═══ Data provided ═══

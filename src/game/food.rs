use super::grid::{Cell, Grid};
use rand::{seq::IteratorRandom, Rng};
use std::collections::HashSet;
use thiserror::Error;

/// How many random draws to make before falling back to choosing among the
/// free cells directly
const MAX_DRAWS: usize = 64;

/// Every cell on the board is occupied, so there is nowhere to put food.
#[derive(Clone, Copy, Debug, Eq, Error, PartialEq)]
#[error("no free cell left on the board for food")]
pub(crate) struct GridExhausted;

/// Pick a random cell on `grid` that is not in `occupied`.
///
/// Cells are drawn uniformly from the whole board and occupied draws are
/// rejected.  If the board is crowded enough that `MAX_DRAWS` draws all land
/// on the snake, the cell is instead chosen uniformly from an enumeration of
/// the free cells, so this always terminates.
pub(crate) fn respawn<R: Rng + ?Sized>(
    rng: &mut R,
    occupied: &HashSet<Cell>,
    grid: Grid,
) -> Result<Cell, GridExhausted> {
    let taken = occupied.iter().filter(|&&c| grid.contains(c)).count();
    if taken >= grid.cell_count() {
        return Err(GridExhausted);
    }
    for _ in 0..MAX_DRAWS {
        let cell = Cell::new(
            rng.random_range(0..i32::from(grid.width())),
            rng.random_range(0..i32::from(grid.height())),
        );
        if !occupied.contains(&cell) {
            return Ok(cell);
        }
    }
    grid.cells()
        .filter(|c| !occupied.contains(c))
        .choose(rng)
        .ok_or(GridExhausted)
}

#[cfg(test)]
mod tests {
    use super::*;
    use rand::SeedableRng;
    use rand_chacha::ChaCha12Rng;

    const RNG_SEED: u64 = 0x0123456789ABCDEF;

    #[test]
    fn never_spawns_on_occupied_cell() {
        let mut rng = ChaCha12Rng::seed_from_u64(RNG_SEED);
        let grid = Grid::new(10, 8, 6);
        let occupied = grid
            .cells()
            .filter(|c| (c.x + c.y) % 3 != 0)
            .collect::<HashSet<_>>();
        for _ in 0..1000 {
            let cell = respawn(&mut rng, &occupied, grid).unwrap();
            assert!(grid.contains(cell));
            assert!(!occupied.contains(&cell), "spawned on {cell:?}");
        }
    }

    #[test]
    fn finds_last_free_cell() {
        let mut rng = ChaCha12Rng::seed_from_u64(RNG_SEED);
        let grid = Grid::new(1, 20, 20);
        let free = Cell::new(13, 17);
        let occupied = grid.cells().filter(|&c| c != free).collect::<HashSet<_>>();
        for _ in 0..10 {
            assert_eq!(respawn(&mut rng, &occupied, grid), Ok(free));
        }
    }

    #[test]
    fn full_grid_is_exhausted() {
        let mut rng = ChaCha12Rng::seed_from_u64(RNG_SEED);
        let grid = Grid::new(1, 3, 2);
        let occupied = grid.cells().collect::<HashSet<_>>();
        assert_eq!(respawn(&mut rng, &occupied, grid), Err(GridExhausted));
    }

    #[test]
    fn off_board_cells_do_not_count_as_taken() {
        let mut rng = ChaCha12Rng::seed_from_u64(RNG_SEED);
        let grid = Grid::new(1, 2, 1);
        let occupied = HashSet::from([Cell::new(0, 0), Cell::new(-1, 0), Cell::new(2, 0)]);
        assert_eq!(respawn(&mut rng, &occupied, grid), Ok(Cell::new(1, 0)));
    }

    #[test]
    fn empty_board_covers_every_cell() {
        let mut rng = ChaCha12Rng::seed_from_u64(RNG_SEED);
        let grid = Grid::new(1, 3, 3);
        let occupied = HashSet::new();
        let seen = (0..500)
            .map(|_| respawn(&mut rng, &occupied, grid).unwrap())
            .collect::<HashSet<_>>();
        assert_eq!(seen.len(), grid.cell_count());
    }
}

═══

What to do
Write down the entire listing above verbatim.

Result
filename src/game/food.rs
use super::grid::{Cell, Grid};
use rand::{seq::IteratorRandom, Rng};
use std::collections::HashSet;
use thiserror::Error;

/// How many random draws to make before falling back to choosing among the
/// free cells directly
const MAX_DRAWS: usize = 64;

/// Every cell on the board is occupied, so there is nowhere to put food.
#[derive(Clone, Copy, Debug, Eq, Error, PartialEq)]
#[error("no free cell left on the board for food")]
pub(crate) struct GridExhausted;

/// Pick a random cell on `grid` that is not in `occupied`.
///
/// Cells are drawn uniformly from the whole board and occupied draws are
/// rejected.  If the board is crowded enough that `MAX_DRAWS` draws all land
/// on the snake, the cell is instead chosen uniformly from an enumeration of
/// the free cells, so this always terminates.
pub(crate) fn respawn<R: Rng + ?Sized>(
    rng: &mut R,
    occupied: &HashSet<Cell>,
    grid: Grid,
) -> Result<Cell, GridExhausted> {
    let taken = occupied.iter().filter(|&&c| grid.contains(c)).count();
    if taken >= grid.cell_count() {
        return Err(GridExhausted);
    }
    for _ in 0..MAX_DRAWS {
        let cell = Cell::new(
            rng.random_range(0..i32::from(grid.width())),
            rng.random_range(0..i32::from(grid.height())),
        );
        if !occupied.contains(&cell) {
            return Ok(cell);
        }
    }
    grid.cells()
        .filter(|c| !occupied.contains(c))
        .choose(rng)
        .ok_or(GridExhausted)
}

#[cfg(test)]
mod tests {
    use super::*;
    use rand::SeedableRng;
    use rand_chacha::ChaCha12Rng;

    const RNG_SEED: u64 = 0x0123456789ABCDEF;

    #[test]
    fn never_spawns_on_occupied_cell() {
        let mut rng = ChaCha12Rng::seed_from_u64(RNG_SEED);
        let grid = Grid::new(10, 8, 6);
        let occupied = grid
            .cells()
            .filter(|c| (c.x + c.y) % 3 != 0)
            .collect::<HashSet<_>>();
        for _ in 0..1000 {
            let cell = respawn(&mut rng, &occupied, grid).unwrap();
            assert!(grid.contains(cell));
            assert!(!occupied.contains(&cell), "spawned on {cell:?}");
        }
    }

    #[test]
    fn finds_last_free_cell() {
        let mut rng = ChaCha12Rng::seed_from_u64(RNG_SEED);
        let grid = Grid::new(1, 20, 20);
        let free = Cell::new(13, 17);
        let occupied = grid.cells().filter(|&c| c != free).collect::<HashSet<_>>();
        for _ in 0..10 {
            assert_eq!(respawn(&mut rng, &occupied, grid), Ok(free));
        }
    }

    #[test]
    fn full_grid_is_exhausted() {
        let mut rng = ChaCha12Rng::seed_from_u64(RNG_SEED);
        let grid = Grid::new(1, 3, 2);
        let occupied = grid.cells().collect::<HashSet<_>>();
        assert_eq!(respawn(&mut rng, &occupied, grid), Err(GridExhausted));
    }

    #[test]
    fn off_board_cells_do_not_count_as_taken() {
        let mut rng = ChaCha12Rng::seed_from_u64(RNG_SEED);
        let grid = Grid::new(1, 2, 1);
        let occupied = HashSet::from([Cell::new(0, 0), Cell::new(-1, 0), Cell::new(2, 0)]);
        assert_eq!(respawn(&mut rng, &occupied, grid), Ok(Cell::new(1, 0)));
    }

    #[test]
    fn empty_board_covers_every_cell() {
        let mut rng = ChaCha12Rng::seed_from_u64(RNG_SEED);
        let grid = Grid::new(1, 3, 3);
        let occupied = HashSet::new();
        let seen = (0..500)
            .map(|_| respawn(&mut rng, &occupied, grid).unwrap())
            .collect::<HashSet<_>>();
        assert_eq!(seen.len(), grid.cell_count());
    }
}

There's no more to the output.